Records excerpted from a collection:
————————
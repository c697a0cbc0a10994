use armorcheck_domain::model::{MatchSpec, OptionValue, PolicyType, RuleAction};
use armorcheck_domain::policy::FailOn;
use armorcheck_settings::{Overrides, build_suite, parse_suite_toml, resolve_config};
use armorcheck_types::{Severity, ids};
use std::collections::BTreeMap;

fn outputs() -> BTreeMap<String, String> {
    BTreeMap::from([
        ("project_id".to_string(), "proj-123".to_string()),
        ("policy_name".to_string(), "ca-policy-abc".to_string()),
        ("region".to_string(), "us-central1".to_string()),
    ])
}

const SUITE: &str = r#"
schema = "armorcheck.suite.v1"

[policy]
type = "CLOUD_ARMOR"
json_parsing = "STANDARD"

[policy.adaptive_protection]
"layer7DdosDefenseConfig.enable" = true
"layer7DdosDefenseConfig.ruleVisibility" = "STANDARD"

[[rules]]
priority = 13
action = "rate_based_ban"
versioned_expr = "SRC_IPS_V1"
src_ip_ranges = ["45.116.227.70", "190.217.68.213"]

[rules.rate_limit]
conform_action = "allow"
enforce_on_key = "ALL"
ban_duration_sec = 120
rate_limit_threshold = { count = "10", interval_sec = 60 }

[[rules]]
priority = 1
action = "deny(502)"
description = ""
expression = "evaluatePreconfiguredWaf('sqli-v33-stable', {'sensitivity': 4})"
"#;

#[test]
fn suite_resolves_against_outputs() {
    let cfg = parse_suite_toml(SUITE).expect("parse");
    let suite = build_suite(&cfg, &outputs()).expect("build");

    assert_eq!(suite.target.project, "proj-123");
    assert_eq!(suite.target.policy, "ca-policy-abc");
    assert_eq!(suite.target.region, None);
    assert_eq!(suite.policy.name, "ca-policy-abc");
    assert_eq!(suite.policy.policy_type, Some(PolicyType::CloudArmor));
    assert_eq!(
        suite
            .policy
            .adaptive_protection
            .get("layer7DdosDefenseConfig.enable"),
        Some(&OptionValue::Flag(true))
    );

    let priorities: Vec<u32> = suite.rules().iter().map(|r| r.priority).collect();
    assert_eq!(priorities, vec![1, 13]);

    let [waf, ban] = suite.rules() else {
        panic!("expected two rules");
    };
    assert_eq!(waf.action, RuleAction::Deny(502));
    assert_eq!(waf.description.as_deref(), Some(""));
    assert!(matches!(waf.matcher, Some(MatchSpec::Expr { .. })));

    let rl = ban.rate_limit.as_ref().expect("rate limit");
    assert_eq!(rl.ban_duration_sec.as_deref(), Some("120"));
    let threshold = rl.rate_limit_threshold.as_ref().expect("threshold");
    assert_eq!(threshold.count.as_deref(), Some("10"));
    assert_eq!(threshold.interval_sec.as_deref(), Some("60"));
    assert_eq!(rl.exceed_action, None);
}

#[test]
fn region_output_is_used_when_named() {
    let cfg = parse_suite_toml(
        r#"
[target]
region_output = "region"
"#,
    )
    .expect("parse");
    let suite = build_suite(&cfg, &outputs()).expect("build");
    assert_eq!(suite.target.region.as_deref(), Some("us-central1"));
}

#[test]
fn literal_target_needs_no_outputs() {
    let cfg = parse_suite_toml(
        r#"
[target]
project = "demo"
policy = "edge-policy"
"#,
    )
    .expect("parse");
    let suite = build_suite(&cfg, &BTreeMap::new()).expect("build");
    assert_eq!(suite.target.policy, "edge-policy");
    assert_eq!(suite.policy.name, "edge-policy");
}

#[test]
fn missing_output_is_an_error() {
    let cfg = parse_suite_toml("").expect("parse");
    let err = build_suite(&cfg, &BTreeMap::new()).expect_err("no outputs");
    assert!(err.to_string().contains("project_id"), "{err}");
}

#[test]
fn duplicate_priority_is_rejected() {
    let cfg = parse_suite_toml(
        r#"
[[rules]]
priority = 7
action = "allow"

[[rules]]
priority = 7
action = "throttle"
"#,
    )
    .expect("parse");
    let err = build_suite(&cfg, &outputs()).expect_err("duplicate");
    assert!(err.to_string().contains("duplicate rule priority 7"), "{err}");
}

#[test]
fn invalid_rules_name_their_priority() {
    for (body, needle) in [
        (r#"action = "block""#, "unknown action"),
        (
            r#"action = "allow"
expression = "true"
src_ip_ranges = ["1.2.3.4"]"#,
            "mutually exclusive",
        ),
        (
            r#"action = "allow"
versioned_expr = "SRC_IPS_V1""#,
            "requires src_ip_ranges",
        ),
    ] {
        let cfg = parse_suite_toml(&format!("[[rules]]\npriority = 42\n{body}\n")).expect("parse");
        let err = build_suite(&cfg, &outputs()).expect_err("invalid rule");
        let chain = format!("{err:#}");
        assert!(chain.contains("priority 42"), "{chain}");
        assert!(chain.contains(needle), "{chain}");
    }
}

#[test]
fn camel_case_keys_are_rejected_by_name() {
    for (body, key) in [
        (
            "[[rules]]\npriority = 11\naction = \"allow\"\nsrcIpRanges = [\"190.210.69.12\"]\n",
            "srcIpRanges",
        ),
        (
            "[[rules]]\npriority = 13\naction = \"rate_based_ban\"\n\n[rules.rate_limit]\nbanDurationSec = 300\n",
            "banDurationSec",
        ),
        ("[policy]\njsonParsing = \"STANDARD\"\n", "jsonParsing"),
        ("[target]\nproject_id = \"proj\"\n", "project_id"),
    ] {
        let err = parse_suite_toml(body).expect_err("unknown key");
        let chain = format!("{err:#}");
        assert!(chain.contains(key), "{chain}");
    }
}

#[test]
fn unknown_policy_type_is_rejected() {
    let cfg = parse_suite_toml("[policy]\ntype = \"CLOUD_ARMOUR\"\n").expect("parse");
    assert!(build_suite(&cfg, &outputs()).is_err());
}

#[test]
fn foreign_schema_is_rejected() {
    assert!(parse_suite_toml("schema = \"other.config.v1\"\n").is_err());
}

#[test]
fn profiles_and_overrides() {
    let cfg = parse_suite_toml(
        r#"
profile = "warn"
max_findings = 5

[checks."rule.redirect"]
enabled = false

[checks."policy.fields"]
severity = "info"
"#,
    )
    .expect("parse");

    let resolved = resolve_config(&cfg, Overrides::default()).expect("resolve");
    let eff = resolved.effective;
    assert_eq!(eff.profile, "warn");
    assert_eq!(eff.fail_on, FailOn::Warning);
    assert_eq!(eff.max_findings, 5);
    assert!(eff.check_policy(ids::CHECK_RULE_REDIRECT).is_none());
    assert_eq!(
        eff.check_policy(ids::CHECK_POLICY_FIELDS).map(|p| p.severity),
        Some(Severity::Info)
    );
    assert_eq!(
        eff.check_policy(ids::CHECK_RULE_MATCH).map(|p| p.severity),
        Some(Severity::Warning)
    );

    let overridden = resolve_config(
        &cfg,
        Overrides {
            profile: Some("audit".to_string()),
            max_findings: Some(1),
        },
    )
    .expect("resolve");
    assert_eq!(overridden.effective.fail_on, FailOn::Never);
    assert_eq!(overridden.effective.max_findings, 1);
}

#[test]
fn unknown_profile_and_severity_are_errors() {
    let bad_profile = parse_suite_toml("profile = \"lenient\"\n").expect("parse");
    assert!(resolve_config(&bad_profile, Overrides::default()).is_err());

    let bad_severity =
        parse_suite_toml("[checks.\"rule.fields\"]\nseverity = \"fatal\"\n").expect("parse");
    assert!(resolve_config(&bad_severity, Overrides::default()).is_err());

    let bad_check =
        parse_suite_toml("[checks.\"rule.matches\"]\nenabled = false\n").expect("parse");
    let err = resolve_config(&bad_check, Overrides::default()).expect_err("unknown check");
    assert!(err.to_string().contains("rule.matches"));
}

#[test]
fn bundled_suites_build() {
    let dir = std::path::PathBuf::from(env!("CARGO_MANIFEST_DIR"))
        .join("..")
        .join("..")
        .join("suites");
    let expected_rules = [
        ("all.toml", 14),
        ("complete.toml", 8),
        ("edge.toml", 1),
        ("enterprise.toml", 2),
        ("recaptcha.toml", 0),
        ("regional.toml", 1),
        ("simple.toml", 0),
    ];

    for (file, rules) in expected_rules {
        let text = std::fs::read_to_string(dir.join(file)).expect("read bundled suite");
        let cfg = parse_suite_toml(&text).unwrap_or_else(|e| panic!("{file}: {e:#}"));
        resolve_config(&cfg, Overrides::default()).unwrap_or_else(|e| panic!("{file}: {e:#}"));
        let suite = build_suite(&cfg, &outputs()).unwrap_or_else(|e| panic!("{file}: {e:#}"));
        assert_eq!(suite.rules().len(), rules, "{file}");
    }
}

#[test]
fn bundled_edge_suite_keeps_trailing_newline() {
    let path = std::path::PathBuf::from(env!("CARGO_MANIFEST_DIR")).join("../../suites/edge.toml");
    let text = std::fs::read_to_string(path).expect("read edge suite");
    let suite = build_suite(&parse_suite_toml(&text).expect("parse"), &outputs()).expect("build");

    assert_eq!(
        suite.rules()[0].matcher,
        Some(MatchSpec::Expr {
            expression: "origin.region_code == \"US\"\n".to_string()
        })
    );
}
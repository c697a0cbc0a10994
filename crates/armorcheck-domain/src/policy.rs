use armorcheck_types::Severity;
use std::collections::BTreeMap;

#[derive(Clone, Copy, Debug, PartialEq, Eq)]
pub enum FailOn {
    Error,
    Warning,
    /// Audit runs report findings but never fail.
    Never,
}

#[derive(Clone, Debug)]
pub struct CheckPolicy {
    pub enabled: bool,
    pub severity: Severity,
}

impl CheckPolicy {
    pub fn enabled(severity: Severity) -> Self {
        Self {
            enabled: true,
            severity,
        }
    }

    pub fn disabled() -> Self {
        Self {
            enabled: false,
            severity: Severity::Info,
        }
    }
}

#[derive(Clone, Debug)]
pub struct EffectiveConfig {
    pub profile: String,
    pub fail_on: FailOn,
    pub max_findings: usize,
    pub checks: BTreeMap<String, CheckPolicy>,
}

impl EffectiveConfig {
    pub fn check_policy(&self, check_id: &str) -> Option<&CheckPolicy> {
        self.checks.get(check_id).filter(|p| p.enabled)
    }
}
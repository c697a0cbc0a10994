use armorcheck_domain::model::Target;
use armorcheck_domain::{Describe, DescribeError};
use serde_json::Value;
use std::process::Command;
use tracing::{debug, warn};

/// Environment variable overriding the `gcloud` binary.
pub const GCLOUD_ENV: &str = "ARMORCHECK_GCLOUD";

/// Runs `gcloud compute security-policies ... describe --format=json`.
#[derive(Clone, Debug)]
pub struct GcloudDescriber {
    program: String,
}

impl GcloudDescriber {
    pub fn new(program: impl Into<String>) -> Self {
        Self {
            program: program.into(),
        }
    }

    /// `$ARMORCHECK_GCLOUD`, falling back to `gcloud` on `PATH`.
    pub fn from_env() -> Self {
        Self::new(std::env::var(GCLOUD_ENV).unwrap_or_else(|_| "gcloud".to_string()))
    }

    pub fn policy_args(target: &Target) -> Vec<String> {
        let mut args = vec![
            "compute".to_string(),
            "security-policies".to_string(),
            "describe".to_string(),
            target.policy.clone(),
        ];
        push_scope(&mut args, target);
        args
    }

    pub fn rule_args(target: &Target, priority: u32) -> Vec<String> {
        let mut args = vec![
            "compute".to_string(),
            "security-policies".to_string(),
            "rules".to_string(),
            "describe".to_string(),
            priority.to_string(),
            format!("--security-policy={}", target.policy),
        ];
        push_scope(&mut args, target);
        args
    }

    fn run(&self, args: &[String], resource: String) -> Result<Value, DescribeError> {
        debug!(program = %self.program, ?args, "describing {resource}");

        let output = Command::new(&self.program)
            .args(args)
            .output()
            .map_err(|source| DescribeError::Spawn {
                program: self.program.clone(),
                source,
            })?;

        if !output.status.success() {
            let stderr = String::from_utf8_lossy(&output.stderr).trim().to_string();
            warn!(status = %output.status, %stderr, "describe failed for {resource}");
            if is_not_found(&stderr) {
                return Err(DescribeError::NotFound { resource });
            }
            return Err(DescribeError::CommandFailed {
                command: format!("{} {}", self.program, args.join(" ")),
                status: output.status.to_string(),
                stderr,
            });
        }

        serde_json::from_slice(&output.stdout)
            .map_err(|source| DescribeError::InvalidJson { resource, source })
    }
}

impl Default for GcloudDescriber {
    fn default() -> Self {
        Self::from_env()
    }
}

impl Describe for GcloudDescriber {
    fn describe_policy(&self, target: &Target) -> Result<Value, DescribeError> {
        self.run(&Self::policy_args(target), target.resource())
    }

    fn describe_rule(&self, target: &Target, priority: u32) -> Result<Value, DescribeError> {
        self.run(
            &Self::rule_args(target, priority),
            target.rule_resource(priority),
        )
    }
}

fn push_scope(args: &mut Vec<String>, target: &Target) {
    args.push("--project".to_string());
    args.push(target.project.clone());
    if let Some(region) = &target.region {
        args.push("--region".to_string());
        args.push(region.clone());
    }
    args.push("--format=json".to_string());
}

fn is_not_found(stderr: &str) -> bool {
    stderr.contains("was not found") || stderr.contains("HTTPError 404")
}
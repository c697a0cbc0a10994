use schemars::JsonSchema;
use serde::{Deserialize, Serialize};
use std::collections::BTreeMap;

pub const SCHEMA_SUITE_V1: &str = "armorcheck.suite.v1";

/// Suite file schema v1.
///
/// This is a *user-facing* model: it is intentionally permissive and is
/// validated when it is turned into a domain `Suite`.
#[derive(Clone, Debug, Default, PartialEq, Serialize, Deserialize, JsonSchema)]
#[serde(deny_unknown_fields)]
pub struct SuiteConfigV1 {
    /// Optional schema string for tooling (`armorcheck.suite.v1`).
    #[serde(default, skip_serializing_if = "Option::is_none")]
    pub schema: Option<String>,

    #[serde(default, skip_serializing_if = "Option::is_none")]
    pub profile: Option<String>,

    /// When to fail the run: `error` (default), `warning` or `never`.
    #[serde(default, skip_serializing_if = "Option::is_none")]
    pub fail_on: Option<String>,

    /// How many findings to emit before truncating the list.
    #[serde(default, skip_serializing_if = "Option::is_none")]
    pub max_findings: Option<u32>,

    /// Map of check_id -> config.
    #[serde(default)]
    pub checks: BTreeMap<String, CheckConfig>,

    #[serde(default)]
    pub target: TargetConfig,

    #[serde(default)]
    pub policy: PolicyConfig,

    #[serde(default)]
    pub rules: Vec<RuleConfig>,
}

#[derive(Clone, Debug, Default, PartialEq, Serialize, Deserialize, JsonSchema)]
#[serde(deny_unknown_fields)]
pub struct CheckConfig {
    /// Override preset enable/disable.
    #[serde(default, skip_serializing_if = "Option::is_none")]
    pub enabled: Option<bool>,

    /// Override preset severity: `info`, `warning`, `error`.
    #[serde(default, skip_serializing_if = "Option::is_none")]
    pub severity: Option<String>,
}

/// Where the policy under test lives.
///
/// Each coordinate is either a literal or the name of a provisioning output;
/// a literal wins.
#[derive(Clone, Debug, Default, PartialEq, Serialize, Deserialize, JsonSchema)]
#[serde(deny_unknown_fields)]
pub struct TargetConfig {
    #[serde(default, skip_serializing_if = "Option::is_none")]
    pub project: Option<String>,

    /// Output holding the project id. Default: `project_id`.
    #[serde(default, skip_serializing_if = "Option::is_none")]
    pub project_output: Option<String>,

    #[serde(default, skip_serializing_if = "Option::is_none")]
    pub policy: Option<String>,

    /// Output holding the policy name. Default: `policy_name`.
    #[serde(default, skip_serializing_if = "Option::is_none")]
    pub policy_output: Option<String>,

    #[serde(default, skip_serializing_if = "Option::is_none")]
    pub region: Option<String>,

    /// Output holding the region; global policies leave this unset.
    #[serde(default, skip_serializing_if = "Option::is_none")]
    pub region_output: Option<String>,
}

/// Expected policy state. Unset fields are not checked.
#[derive(Clone, Debug, Default, PartialEq, Serialize, Deserialize, JsonSchema)]
#[serde(deny_unknown_fields)]
pub struct PolicyConfig {
    /// Defaults to the resolved policy name.
    #[serde(default, skip_serializing_if = "Option::is_none")]
    pub name: Option<String>,

    #[serde(default, skip_serializing_if = "Option::is_none")]
    pub description: Option<String>,

    /// `CLOUD_ARMOR`, `CLOUD_ARMOR_EDGE` or `CLOUD_ARMOR_NETWORK`.
    #[serde(default, rename = "type", skip_serializing_if = "Option::is_none")]
    pub policy_type: Option<String>,

    #[serde(default, skip_serializing_if = "Option::is_none")]
    pub json_parsing: Option<String>,

    #[serde(default, skip_serializing_if = "Option::is_none")]
    pub log_level: Option<String>,

    /// Paths below `adaptiveProtectionConfig`, e.g. `layer7DdosDefenseConfig.enable`.
    #[serde(default)]
    pub adaptive_protection: BTreeMap<String, OptionScalar>,
}

#[derive(Clone, Debug, PartialEq, Serialize, Deserialize, JsonSchema)]
#[serde(untagged)]
pub enum OptionScalar {
    Flag(bool),
    Text(String),
}

#[derive(Clone, Debug, Default, PartialEq, Serialize, Deserialize, JsonSchema)]
#[serde(deny_unknown_fields)]
pub struct RuleConfig {
    pub priority: u32,

    /// Wire form: `allow`, `deny(502)`, `redirect`, `throttle`, `rate_based_ban`.
    pub action: String,

    /// `""` expects no description.
    #[serde(default, skip_serializing_if = "Option::is_none")]
    pub description: Option<String>,

    #[serde(default)]
    pub preview: bool,

    /// Free-form match expression, compared verbatim.
    #[serde(default, skip_serializing_if = "Option::is_none")]
    pub expression: Option<String>,

    /// Versioned match label, e.g. `SRC_IPS_V1`.
    #[serde(default, skip_serializing_if = "Option::is_none")]
    pub versioned_expr: Option<String>,

    #[serde(default, skip_serializing_if = "Option::is_none")]
    pub src_ip_ranges: Option<Vec<String>>,

    #[serde(default, skip_serializing_if = "Option::is_none")]
    pub rate_limit: Option<RateLimitConfig>,

    #[serde(default, skip_serializing_if = "Option::is_none")]
    pub redirect: Option<RedirectConfig>,
}

/// Numbers may be written as TOML integers or strings.
#[derive(Clone, Debug, PartialEq, Serialize, Deserialize, JsonSchema)]
#[serde(untagged)]
pub enum NumberOrText {
    Number(i64),
    Text(String),
}

impl NumberOrText {
    pub fn to_text(&self) -> String {
        match self {
            NumberOrText::Number(n) => n.to_string(),
            NumberOrText::Text(s) => s.clone(),
        }
    }
}

#[derive(Clone, Debug, Default, PartialEq, Serialize, Deserialize, JsonSchema)]
#[serde(deny_unknown_fields)]
pub struct ThresholdConfig {
    #[serde(default, skip_serializing_if = "Option::is_none")]
    pub count: Option<NumberOrText>,

    #[serde(default, skip_serializing_if = "Option::is_none")]
    pub interval_sec: Option<NumberOrText>,
}

#[derive(Clone, Debug, Default, PartialEq, Serialize, Deserialize, JsonSchema)]
#[serde(deny_unknown_fields)]
pub struct RateLimitConfig {
    #[serde(default, skip_serializing_if = "Option::is_none")]
    pub conform_action: Option<String>,

    #[serde(default, skip_serializing_if = "Option::is_none")]
    pub exceed_action: Option<String>,

    /// `""` expects the key to be unset.
    #[serde(default, skip_serializing_if = "Option::is_none")]
    pub enforce_on_key: Option<String>,

    #[serde(default, skip_serializing_if = "Option::is_none")]
    pub rate_limit_threshold: Option<ThresholdConfig>,

    #[serde(default, skip_serializing_if = "Option::is_none")]
    pub ban_duration_sec: Option<NumberOrText>,

    #[serde(default, skip_serializing_if = "Option::is_none")]
    pub ban_threshold: Option<ThresholdConfig>,
}

#[derive(Clone, Debug, Default, PartialEq, Serialize, Deserialize, JsonSchema)]
#[serde(deny_unknown_fields)]
pub struct RedirectConfig {
    /// `GOOGLE_RECAPTCHA` or `EXTERNAL_302`.
    #[serde(default, rename = "type", skip_serializing_if = "Option::is_none")]
    pub redirect_type: Option<String>,

    #[serde(default, skip_serializing_if = "Option::is_none")]
    pub target: Option<String>,
}
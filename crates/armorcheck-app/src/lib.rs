//! Use case orchestration for armorcheck.
//!
//! This crate provides the application layer: use cases that coordinate the settings, domain,
//! describe and render layers. It is intentionally thin and delegates heavy lifting to them.
//!
//! The CLI crate depends on this; it only handles argument parsing and I/O.

#![forbid(unsafe_code)]

mod explain;
mod render;
mod report;
mod schema;
mod verify;

pub use explain::{
    ExplainOutput, IdentifierKind, format_explanation, format_not_found, run_explain,
};
pub use render::{render_annotations, render_markdown, render_text};
pub use report::{parse_report_json, runtime_error_report, serialize_report, to_renderable};
pub use schema::{SchemaKind, run_schema};
pub use verify::{VerifyInput, VerifyOutput, describer_for, run_verify, verdict_exit_code};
————————
INSTRUCTIONS TO FOLLOW -
Give the exact lines, and only those, from the line containing "self.run(&Self::policy_args(target), target.resource())" through the line containing "truncating the list." in the entries above.

REPLY -
        self.run(&Self::policy_args(target), target.resource())
    }

    fn describe_rule(&self, target: &Target, priority: u32) -> Result<Value, DescribeError> {
        self.run(
            &Self::rule_args(target, priority),
            target.rule_resource(priority),
        )
    }
}

fn push_scope(args: &mut Vec<String>, target: &Target) {
    args.push("--project".to_string());
    args.push(target.project.clone());
    if let Some(region) = &target.region {
        args.push("--region".to_string());
        args.push(region.clone());
    }
    args.push("--format=json".to_string());
}

fn is_not_found(stderr: &str) -> bool {
    stderr.contains("was not found") || stderr.contains("HTTPError 404")
}
repository c697a0cbc0a10994
use schemars::JsonSchema;
use serde::{Deserialize, Serialize};
use std::collections::BTreeMap;

pub const SCHEMA_SUITE_V1: &str = "armorcheck.suite.v1";

/// Suite file schema v1.
///
/// This is a *user-facing* model: it is intentionally permissive and is
/// validated when it is turned into a domain `Suite`.
#[derive(Clone, Debug, Default, PartialEq, Serialize, Deserialize, JsonSchema)]
#[serde(deny_unknown_fields)]
pub struct SuiteConfigV1 {
    /// Optional schema string for tooling (`armorcheck.suite.v1`).
    #[serde(default, skip_serializing_if = "Option::is_none")]
    pub schema: Option<String>,

    #[serde(default, skip_serializing_if = "Option::is_none")]
    pub profile: Option<String>,

    /// When to fail the run: `error` (default), `warning` or `never`.
    #[serde(default, skip_serializing_if = "Option::is_none")]
    pub fail_on: Option<String>,

    /// How many findings to emit before truncating the list.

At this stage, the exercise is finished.